- Provided entries -
//! Coupon records and eligibility rules.

use chrono::{DateTime, Utc};
use serde::{Deserialize, Serialize};

use crate::cart::CartLineItem;
use crate::error::CommerceError;
use crate::ids::{CouponId, ProductId, VendorId};
use crate::money::Money;

/// Value of the coupon.
#[derive(Debug, Clone, Serialize, Deserialize, PartialEq)]
#[serde(rename_all = "snake_case")]
pub enum CouponValue {
    /// Percentage off (0.0 - 100.0).
    Percentage(f64),
    /// Fixed amount off.
    Fixed(Money),
}

impl CouponValue {
    /// Discount for an eligible amount.
    ///
    /// Percentages are clamped to 0-100 and fixed amounts never exceed the
    /// eligible amount.
    pub fn calculate(&self, eligible: &Money) -> Money {
        match self {
            CouponValue::Percentage(percent) => eligible.percentage(percent.clamp(0.0, 100.0)),
            CouponValue::Fixed(amount) => amount.min(*eligible),
        }
    }
}

/// Which cart lines a coupon applies to.
///
/// Empty lists on both sides mean the coupon applies to the whole cart.
#[derive(Debug, Clone, Default, Serialize, Deserialize, PartialEq, Eq)]
pub struct CouponScope {
    #[serde(default)]
    pub products: Vec<ProductId>,
    #[serde(default)]
    pub vendors: Vec<VendorId>,
}

impl CouponScope {
    /// Whether the coupon is restricted to some products or vendors.
    pub fn is_restricted(&self) -> bool {
        !self.products.is_empty() || !self.vendors.is_empty()
    }

    /// Whether a cart line falls inside the scope.
    pub fn covers(&self, item: &CartLineItem) -> bool {
        if !self.is_restricted() {
            return true;
        }
        self.products.contains(&item.product_id)
            || item.vendor().is_some_and(|v| self.vendors.contains(v))
    }
}

/// A coupon definition as stored by the collaborator.
#[derive(Debug, Clone, Serialize, Deserialize, PartialEq)]
pub struct Coupon {
    /// Coupon identifier, the upper-cased code.
    pub id: CouponId,
    /// Code entered by the shopper (matched case-insensitively).
    pub code: String,
    /// Value of the discount.
    pub value: CouponValue,
    /// Products or vendors the coupon is limited to.
    #[serde(default)]
    pub scope: CouponScope,
    /// Minimum cart subtotal.
    #[serde(default)]
    pub minimum_purchase: Option<Money>,
    /// Maximum number of uses (None = unlimited).
    #[serde(default)]
    pub usage_limit: Option<i64>,
    /// Current usage count.
    #[serde(default)]
    pub usage_count: i64,
    /// Start of the validity window.
    #[serde(default)]
    pub starts_at: Option<DateTime<Utc>>,
    /// End of the validity window.
    #[serde(default)]
    pub ends_at: Option<DateTime<Utc>>,
    /// Whether the coupon is enabled.
    pub active: bool,
}

impl Coupon {
    /// Create a new percentage coupon.
    pub fn percentage(code: impl Into<String>, percent: f64) -> Self {
        Self::with_value(code, CouponValue::Percentage(percent))
    }

    /// Create a new fixed amount coupon.
    pub fn fixed_amount(code: impl Into<String>, amount: Money) -> Self {
        Self::with_value(code, CouponValue::Fixed(amount))
    }

    fn with_value(code: impl Into<String>, value: CouponValue) -> Self {
        let code = code.into();
        Self {
            id: CouponId::new(code.trim().to_uppercase()),
            code,
            value,
            scope: CouponScope::default(),
            minimum_purchase: None,
            usage_limit: None,
            usage_count: 0,
            starts_at: None,
            ends_at: None,
            active: true,
        }
    }

    /// Add a minimum purchase condition.
    pub fn with_minimum_purchase(mut self, amount: Money) -> Self {
        self.minimum_purchase = Some(amount);
        self
    }

    /// Add a usage limit.
    pub fn with_usage_limit(mut self, limit: i64) -> Self {
        self.usage_limit = Some(limit);
        self
    }

    /// Set the start of the validity window.
    pub fn starts_at(mut self, at: DateTime<Utc>) -> Self {
        self.starts_at = Some(at);
        self
    }

    /// Set expiration date.
    pub fn expires_at(mut self, at: DateTime<Utc>) -> Self {
        self.ends_at = Some(at);
        self
    }

    /// Limit the coupon to the given vendors.
    pub fn for_vendors(mut self, vendors: impl IntoIterator<Item = VendorId>) -> Self {
        self.scope.vendors.extend(vendors);
        self
    }

    /// Limit the coupon to the given products.
    pub fn for_products(mut self, products: impl IntoIterator<Item = ProductId>) -> Self {
        self.scope.products.extend(products);
        self
    }

    /// Case-insensitive code comparison.
    pub fn matches_code(&self, code: &str) -> bool {
        self.code.trim().eq_ignore_ascii_case(code.trim())
    }

    /// Check if the usage cap has been reached.
    pub fn is_exhausted(&self) -> bool {
        self.usage_limit
            .map(|limit| self.usage_count >= limit)
            .unwrap_or(false)
    }

    /// Decide whether the coupon applies to this cart at `now`, and for how much.
    pub fn evaluate(
        &self,
        items: &[CartLineItem],
        subtotal: Money,
        now: DateTime<Utc>,
    ) -> Result<CouponVerdict, CommerceError> {
        if !self.active {
            return Ok(CouponVerdict::Rejected(CouponRejection::Inactive));
        }
        if self.starts_at.is_some_and(|starts| now < starts) {
            return Ok(CouponVerdict::Rejected(CouponRejection::NotStarted));
        }
        if self.ends_at.is_some_and(|ends| now > ends) {
            return Ok(CouponVerdict::Rejected(CouponRejection::Expired));
        }
        if self.is_exhausted() {
            return Ok(CouponVerdict::Rejected(CouponRejection::UsageLimitReached));
        }
        if let Some(minimum) = self.minimum_purchase {
            if subtotal.checked_sub(&minimum)?.is_negative() {
                return Ok(CouponVerdict::Rejected(
                    CouponRejection::MinimumPurchaseNotMet { minimum },
                ));
            }
        }

        let eligible = if self.scope.is_restricted() {
            let covered: Vec<&CartLineItem> =
                items.iter().filter(|item| self.scope.covers(item)).collect();
            if covered.is_empty() {
                return Ok(CouponVerdict::Rejected(CouponRejection::NotApplicable));
            }
            covered.iter().try_fold(Money::zero(subtotal.currency), |acc, item| {
                acc.checked_add(&item.line_total()?)
            })?
        } else {
            subtotal
        };

        if let CouponValue::Fixed(amount) = &self.value {
            if amount.currency != eligible.currency {
                return Err(CommerceError::CurrencyMismatch {
                    expected: eligible.currency.code().to_string(),
                    got: amount.currency.code().to_string(),
                });
            }
        }

        Ok(CouponVerdict::Accepted {
            discount: self.value.calculate(&eligible),
            coupon: self.clone(),
        })
    }
}

/// Why the collaborator refused a coupon.
#[derive(Debug, Clone, PartialEq, Eq, Serialize, Deserialize)]
#[serde(tag = "reason", rename_all = "snake_case")]
pub enum CouponRejection {
    /// No coupon with that code.
    NotFound,
    /// Coupon disabled.
    Inactive,
    /// Validity window has not opened yet.
    NotStarted,
    /// Validity window has closed.
    Expired,
    /// Usage cap reached.
    UsageLimitReached,
    /// Cart subtotal below the coupon minimum.
    MinimumPurchaseNotMet { minimum: Money },
    /// No line in the cart is covered by the coupon scope.
    NotApplicable,
    /// Any other reason the collaborator reports.
    Other { message: String },
}

impl CouponRejection {
    /// User-facing explanation.
    pub fn message(&self) -> String {
        match self {
            CouponRejection::NotFound => "Invalid coupon code".to_string(),
            CouponRejection::Inactive => "This coupon is no longer active".to_string(),
            CouponRejection::NotStarted => "This coupon is not valid yet".to_string(),
            CouponRejection::Expired => "This coupon has expired".to_string(),
            CouponRejection::UsageLimitReached => {
                "This coupon has reached its usage limit".to_string()
            }
            CouponRejection::MinimumPurchaseNotMet { minimum } => {
                format!("A minimum purchase of {} is required", minimum)
            }
            CouponRejection::NotApplicable => {
                "This coupon does not apply to the items in your cart".to_string()
            }
            CouponRejection::Other { message } => message.clone(),
        }
    }
}

/// Collaborator answer for a coupon redemption attempt.
#[derive(Debug, Clone, PartialEq)]
pub enum CouponVerdict {
    /// The coupon applies; `discount` is a flat amount in the subtotal's currency.
    Accepted { coupon: Coupon, discount: Money },
    /// The coupon does not apply.
    Rejected(CouponRejection),
}

#[cfg(test)]
mod tests {
    use super::*;
    use crate::money::Currency;
    use chrono::{Duration, TimeZone};

    fn egp(amount: i64) -> Money {
        Money::from_major(amount, Currency::EGP)
    }

    fn now() -> DateTime<Utc> {
        Utc.with_ymd_and_hms(2026, 6, 1, 12, 0, 0).unwrap()
    }

    fn cart() -> Vec<CartLineItem> {
        vec![
            CartLineItem::new("p-1", 2, egp(30)).unwrap().with_vendor("V1"),
            CartLineItem::new("p-2", 1, egp(40)).unwrap().with_vendor("V2"),
        ]
    }

    fn discount_of(verdict: CouponVerdict) -> Money {
        match verdict {
            CouponVerdict::Accepted { discount, .. } => discount,
            CouponVerdict::Rejected(reason) => panic!("unexpected rejection: {:?}", reason),
        }
    }

    fn rejection_of(verdict: CouponVerdict) -> CouponRejection {
        match verdict {
            CouponVerdict::Rejected(reason) => reason,
            CouponVerdict::Accepted { .. } => panic!("coupon unexpectedly accepted"),
        }
    }

    #[test]
    fn test_id_is_normalized_code() {
        let coupon = Coupon::percentage(" save10 ", 10.0);
        assert_eq!(coupon.id, CouponId::new("SAVE10"));
    }

    #[test]
    fn test_percentage_coupon() {
        let coupon = Coupon::percentage("SAVE10", 10.0);
        let verdict = coupon.evaluate(&cart(), egp(100), now()).unwrap();
        assert_eq!(discount_of(verdict), egp(10));
    }

    #[test]
    fn test_fixed_coupon_capped_at_eligible_amount() {
        let coupon = Coupon::fixed_amount("BIG", egp(500));
        let verdict = coupon.evaluate(&cart(), egp(100), now()).unwrap();
        assert_eq!(discount_of(verdict), egp(100));
    }

    #[test]
    fn test_vendor_scope_limits_eligible_amount() {
        let coupon = Coupon::percentage("V1ONLY", 50.0).for_vendors([VendorId::new("V1")]);
        let verdict = coupon.evaluate(&cart(), egp(100), now()).unwrap();
        // Only V1's 2 x 30 is eligible.
        assert_eq!(discount_of(verdict), egp(30));
    }

    #[test]
    fn test_scope_without_matching_lines() {
        let coupon = Coupon::percentage("P9", 10.0).for_products([ProductId::new("p-9")]);
        let verdict = coupon.evaluate(&cart(), egp(100), now()).unwrap();
        assert_eq!(rejection_of(verdict), CouponRejection::NotApplicable);
    }

    #[test]
    fn test_validity_window() {
        let expired = Coupon::percentage("OLD", 10.0).expires_at(now() - Duration::days(1));
        assert_eq!(
            rejection_of(expired.evaluate(&cart(), egp(100), now()).unwrap()),
            CouponRejection::Expired
        );

        let future = Coupon::percentage("SOON", 10.0).starts_at(now() + Duration::days(1));
        assert_eq!(
            rejection_of(future.evaluate(&cart(), egp(100), now()).unwrap()),
            CouponRejection::NotStarted
        );
    }

    #[test]
    fn test_usage_limit() {
        let mut coupon = Coupon::percentage("TEST", 10.0).with_usage_limit(5);
        coupon.usage_count = 4;
        assert!(matches!(
            coupon.evaluate(&cart(), egp(100), now()).unwrap(),
            CouponVerdict::Accepted { .. }
        ));

        coupon.usage_count = 5;
        assert_eq!(
            rejection_of(coupon.evaluate(&cart(), egp(100), now()).unwrap()),
            CouponRejection::UsageLimitReached
        );
    }

    #[test]
    fn test_minimum_purchase() {
        let coupon = Coupon::percentage("MIN", 10.0).with_minimum_purchase(egp(150));
        assert_eq!(
            rejection_of(coupon.evaluate(&cart(), egp(100), now()).unwrap()),
            CouponRejection::MinimumPurchaseNotMet { minimum: egp(150) }
        );
    }

    #[test]
    fn test_inactive() {
        let mut coupon = Coupon::percentage("OFF", 10.0);
        coupon.active = false;
        assert_eq!(
            rejection_of(coupon.evaluate(&cart(), egp(100), now()).unwrap()),
            CouponRejection::Inactive
        );
    }

    #[test]
    fn test_code_match_is_case_insensitive() {
        let coupon = Coupon::percentage("Save10", 10.0);
        assert!(coupon.matches_code("SAVE10"));
        assert!(coupon.matches_code(" save10 "));
        assert!(!coupon.matches_code("SAVE1"));
    }

    #[test]
    fn test_rejection_messages() {
        assert_eq!(CouponRejection::NotFound.message(), "Invalid coupon code");
        assert_eq!(
            CouponRejection::Other { message: "Members only".into() }.message(),
            "Members only"
        );
    }
}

- Task objective -
All lines in the records above that contain "DateTime" are to be reported.

- Written reply -
use chrono::{DateTime, Utc};
    pub starts_at: Option<DateTime<Utc>>,
    pub ends_at: Option<DateTime<Utc>>,
    pub fn starts_at(mut self, at: DateTime<Utc>) -> Self {
    pub fn expires_at(mut self, at: DateTime<Utc>) -> Self {
        now: DateTime<Utc>,
    fn now() -> DateTime<Utc> {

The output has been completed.